Work to be completed
Collect every line in the records below that contains the word "InvalidValue".

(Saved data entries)
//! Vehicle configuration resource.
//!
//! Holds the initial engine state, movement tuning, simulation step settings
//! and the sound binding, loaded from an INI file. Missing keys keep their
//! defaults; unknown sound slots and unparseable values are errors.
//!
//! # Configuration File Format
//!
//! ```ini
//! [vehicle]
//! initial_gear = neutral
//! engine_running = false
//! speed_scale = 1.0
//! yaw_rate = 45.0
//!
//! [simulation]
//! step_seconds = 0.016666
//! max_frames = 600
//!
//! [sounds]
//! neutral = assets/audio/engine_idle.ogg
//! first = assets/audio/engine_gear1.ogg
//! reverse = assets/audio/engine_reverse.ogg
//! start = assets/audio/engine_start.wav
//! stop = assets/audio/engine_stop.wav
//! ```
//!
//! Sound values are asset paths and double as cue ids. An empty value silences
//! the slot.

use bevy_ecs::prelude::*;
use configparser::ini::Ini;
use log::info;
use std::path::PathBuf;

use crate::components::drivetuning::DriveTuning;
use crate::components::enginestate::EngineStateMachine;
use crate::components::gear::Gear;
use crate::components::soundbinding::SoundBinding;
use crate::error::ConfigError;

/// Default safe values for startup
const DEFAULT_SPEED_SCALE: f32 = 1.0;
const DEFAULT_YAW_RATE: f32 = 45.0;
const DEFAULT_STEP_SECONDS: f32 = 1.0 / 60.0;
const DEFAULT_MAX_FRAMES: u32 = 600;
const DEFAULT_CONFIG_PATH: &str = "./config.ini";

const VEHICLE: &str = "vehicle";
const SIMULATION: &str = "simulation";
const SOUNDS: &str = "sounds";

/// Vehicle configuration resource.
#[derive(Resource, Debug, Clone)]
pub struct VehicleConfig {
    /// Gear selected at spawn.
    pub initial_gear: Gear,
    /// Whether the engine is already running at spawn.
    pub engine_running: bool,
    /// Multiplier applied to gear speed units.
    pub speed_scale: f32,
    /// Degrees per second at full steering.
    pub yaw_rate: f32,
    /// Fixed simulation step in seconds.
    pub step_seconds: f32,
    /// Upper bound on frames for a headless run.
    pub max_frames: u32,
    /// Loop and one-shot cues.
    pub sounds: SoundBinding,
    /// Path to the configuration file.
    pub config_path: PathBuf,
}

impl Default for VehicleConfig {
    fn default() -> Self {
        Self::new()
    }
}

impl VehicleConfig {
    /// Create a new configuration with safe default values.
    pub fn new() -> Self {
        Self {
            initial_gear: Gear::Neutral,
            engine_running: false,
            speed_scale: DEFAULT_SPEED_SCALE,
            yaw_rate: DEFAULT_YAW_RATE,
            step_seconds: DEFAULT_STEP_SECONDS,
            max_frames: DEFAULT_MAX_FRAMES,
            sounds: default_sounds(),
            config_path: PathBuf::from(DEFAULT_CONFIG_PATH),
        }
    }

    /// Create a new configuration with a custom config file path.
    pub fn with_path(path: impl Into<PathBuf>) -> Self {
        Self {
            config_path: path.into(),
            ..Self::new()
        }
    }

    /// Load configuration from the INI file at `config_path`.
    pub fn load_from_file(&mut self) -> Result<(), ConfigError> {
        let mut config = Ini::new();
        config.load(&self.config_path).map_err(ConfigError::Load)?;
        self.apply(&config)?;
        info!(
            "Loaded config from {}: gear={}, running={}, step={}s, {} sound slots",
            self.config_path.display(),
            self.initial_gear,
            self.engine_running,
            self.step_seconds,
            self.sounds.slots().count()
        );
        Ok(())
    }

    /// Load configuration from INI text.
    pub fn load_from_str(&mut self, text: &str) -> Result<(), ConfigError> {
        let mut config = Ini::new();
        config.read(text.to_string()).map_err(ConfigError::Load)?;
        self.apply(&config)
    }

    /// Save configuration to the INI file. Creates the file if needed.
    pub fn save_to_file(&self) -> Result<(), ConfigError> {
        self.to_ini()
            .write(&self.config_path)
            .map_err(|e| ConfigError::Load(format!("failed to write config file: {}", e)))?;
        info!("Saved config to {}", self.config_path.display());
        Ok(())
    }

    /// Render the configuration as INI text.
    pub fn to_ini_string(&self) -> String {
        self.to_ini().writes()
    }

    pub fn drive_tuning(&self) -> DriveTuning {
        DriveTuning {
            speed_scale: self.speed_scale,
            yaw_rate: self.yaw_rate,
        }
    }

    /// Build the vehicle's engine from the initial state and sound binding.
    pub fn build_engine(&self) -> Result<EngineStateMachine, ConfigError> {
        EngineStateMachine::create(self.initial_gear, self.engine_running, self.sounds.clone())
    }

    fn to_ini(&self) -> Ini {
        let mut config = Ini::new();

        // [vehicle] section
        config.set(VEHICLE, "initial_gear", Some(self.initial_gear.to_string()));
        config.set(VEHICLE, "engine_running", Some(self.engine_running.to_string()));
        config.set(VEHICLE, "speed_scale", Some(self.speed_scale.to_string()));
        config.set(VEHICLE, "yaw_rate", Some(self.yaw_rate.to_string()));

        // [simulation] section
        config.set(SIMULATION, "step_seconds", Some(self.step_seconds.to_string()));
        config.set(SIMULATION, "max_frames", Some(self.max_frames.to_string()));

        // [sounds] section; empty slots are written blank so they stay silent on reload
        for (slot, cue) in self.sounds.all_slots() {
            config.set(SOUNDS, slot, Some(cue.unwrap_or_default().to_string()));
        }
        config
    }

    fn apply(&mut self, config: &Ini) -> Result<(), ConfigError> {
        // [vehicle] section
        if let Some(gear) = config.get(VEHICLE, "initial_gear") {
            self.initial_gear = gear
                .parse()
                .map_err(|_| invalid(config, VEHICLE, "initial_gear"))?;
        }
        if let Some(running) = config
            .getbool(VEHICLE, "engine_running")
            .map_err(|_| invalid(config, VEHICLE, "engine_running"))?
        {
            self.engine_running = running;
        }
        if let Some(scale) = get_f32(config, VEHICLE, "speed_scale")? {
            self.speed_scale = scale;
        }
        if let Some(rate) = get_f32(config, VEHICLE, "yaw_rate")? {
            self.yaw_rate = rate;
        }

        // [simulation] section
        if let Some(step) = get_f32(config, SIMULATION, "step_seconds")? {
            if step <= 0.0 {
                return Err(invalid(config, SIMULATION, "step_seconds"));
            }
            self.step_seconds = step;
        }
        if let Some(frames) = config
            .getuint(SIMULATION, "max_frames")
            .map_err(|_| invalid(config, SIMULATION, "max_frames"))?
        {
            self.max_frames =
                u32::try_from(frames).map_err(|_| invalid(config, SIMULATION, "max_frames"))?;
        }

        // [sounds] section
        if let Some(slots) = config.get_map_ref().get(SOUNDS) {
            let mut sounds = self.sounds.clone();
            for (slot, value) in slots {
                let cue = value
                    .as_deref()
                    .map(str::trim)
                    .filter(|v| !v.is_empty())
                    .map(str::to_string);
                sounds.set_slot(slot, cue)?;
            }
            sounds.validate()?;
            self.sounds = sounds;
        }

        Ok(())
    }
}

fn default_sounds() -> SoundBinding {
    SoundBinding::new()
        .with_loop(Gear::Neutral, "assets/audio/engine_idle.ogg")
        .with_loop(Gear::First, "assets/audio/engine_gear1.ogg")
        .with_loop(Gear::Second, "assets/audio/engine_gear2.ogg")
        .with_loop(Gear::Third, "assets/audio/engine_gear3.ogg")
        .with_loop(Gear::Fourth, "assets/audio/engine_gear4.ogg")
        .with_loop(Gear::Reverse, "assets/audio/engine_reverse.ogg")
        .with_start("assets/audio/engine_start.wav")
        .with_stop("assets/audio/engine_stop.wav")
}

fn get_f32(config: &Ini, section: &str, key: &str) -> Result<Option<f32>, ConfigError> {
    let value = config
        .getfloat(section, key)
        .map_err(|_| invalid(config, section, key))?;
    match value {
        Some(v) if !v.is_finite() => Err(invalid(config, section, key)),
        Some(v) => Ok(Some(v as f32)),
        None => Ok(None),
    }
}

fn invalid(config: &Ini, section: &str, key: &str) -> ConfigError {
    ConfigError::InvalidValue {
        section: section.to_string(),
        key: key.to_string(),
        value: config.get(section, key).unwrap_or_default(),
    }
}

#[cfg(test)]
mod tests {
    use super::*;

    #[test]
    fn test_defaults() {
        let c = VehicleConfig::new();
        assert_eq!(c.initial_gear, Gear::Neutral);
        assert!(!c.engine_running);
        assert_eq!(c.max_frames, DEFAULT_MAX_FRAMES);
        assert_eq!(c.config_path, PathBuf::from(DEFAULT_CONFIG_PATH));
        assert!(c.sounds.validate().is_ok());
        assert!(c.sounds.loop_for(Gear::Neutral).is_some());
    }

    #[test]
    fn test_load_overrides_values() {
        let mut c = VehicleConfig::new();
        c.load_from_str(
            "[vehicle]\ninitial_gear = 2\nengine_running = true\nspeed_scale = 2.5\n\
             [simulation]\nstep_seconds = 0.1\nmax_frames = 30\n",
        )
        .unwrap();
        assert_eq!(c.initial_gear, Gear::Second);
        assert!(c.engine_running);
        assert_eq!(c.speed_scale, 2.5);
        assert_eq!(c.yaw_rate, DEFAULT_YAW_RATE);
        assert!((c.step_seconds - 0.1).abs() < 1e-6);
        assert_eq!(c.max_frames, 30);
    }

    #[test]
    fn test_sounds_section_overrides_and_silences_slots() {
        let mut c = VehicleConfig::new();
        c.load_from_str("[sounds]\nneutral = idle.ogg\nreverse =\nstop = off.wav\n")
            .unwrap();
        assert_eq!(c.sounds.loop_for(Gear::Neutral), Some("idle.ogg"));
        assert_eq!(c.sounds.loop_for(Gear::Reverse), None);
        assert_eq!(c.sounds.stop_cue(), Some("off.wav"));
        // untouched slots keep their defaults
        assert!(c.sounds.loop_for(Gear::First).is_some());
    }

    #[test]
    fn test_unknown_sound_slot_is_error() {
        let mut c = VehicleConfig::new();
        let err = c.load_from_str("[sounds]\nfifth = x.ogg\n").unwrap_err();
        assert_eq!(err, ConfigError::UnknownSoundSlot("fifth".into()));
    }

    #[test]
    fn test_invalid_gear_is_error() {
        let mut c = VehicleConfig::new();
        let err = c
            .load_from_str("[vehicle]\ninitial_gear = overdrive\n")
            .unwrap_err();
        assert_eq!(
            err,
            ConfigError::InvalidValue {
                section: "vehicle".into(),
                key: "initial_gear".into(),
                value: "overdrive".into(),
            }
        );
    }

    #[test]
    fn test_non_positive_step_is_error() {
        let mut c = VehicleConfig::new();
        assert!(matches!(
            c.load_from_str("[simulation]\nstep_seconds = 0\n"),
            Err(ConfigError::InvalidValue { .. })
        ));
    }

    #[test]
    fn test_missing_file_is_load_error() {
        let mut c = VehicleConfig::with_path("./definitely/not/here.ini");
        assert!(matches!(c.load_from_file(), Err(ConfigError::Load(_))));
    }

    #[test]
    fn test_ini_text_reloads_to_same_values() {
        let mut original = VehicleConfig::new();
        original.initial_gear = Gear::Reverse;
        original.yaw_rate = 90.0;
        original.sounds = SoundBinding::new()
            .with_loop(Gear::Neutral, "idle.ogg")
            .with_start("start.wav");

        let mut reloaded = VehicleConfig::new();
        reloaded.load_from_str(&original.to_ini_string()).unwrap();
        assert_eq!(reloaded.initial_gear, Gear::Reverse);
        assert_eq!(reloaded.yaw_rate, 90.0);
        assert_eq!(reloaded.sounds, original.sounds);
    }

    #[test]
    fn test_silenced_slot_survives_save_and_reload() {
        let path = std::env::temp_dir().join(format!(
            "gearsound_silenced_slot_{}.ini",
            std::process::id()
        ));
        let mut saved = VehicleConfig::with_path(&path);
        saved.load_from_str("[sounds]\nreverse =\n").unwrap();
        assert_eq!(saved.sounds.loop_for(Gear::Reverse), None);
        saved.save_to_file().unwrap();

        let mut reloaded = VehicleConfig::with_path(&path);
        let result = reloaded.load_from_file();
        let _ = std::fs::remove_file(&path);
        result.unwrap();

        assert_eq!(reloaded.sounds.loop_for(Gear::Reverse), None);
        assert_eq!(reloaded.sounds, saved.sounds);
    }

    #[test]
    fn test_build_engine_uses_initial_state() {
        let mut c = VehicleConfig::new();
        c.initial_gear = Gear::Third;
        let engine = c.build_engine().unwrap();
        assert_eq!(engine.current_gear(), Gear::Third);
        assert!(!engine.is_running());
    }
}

Response to this exercise
    ConfigError::InvalidValue {
            ConfigError::InvalidValue {
            Err(ConfigError::InvalidValue { .. })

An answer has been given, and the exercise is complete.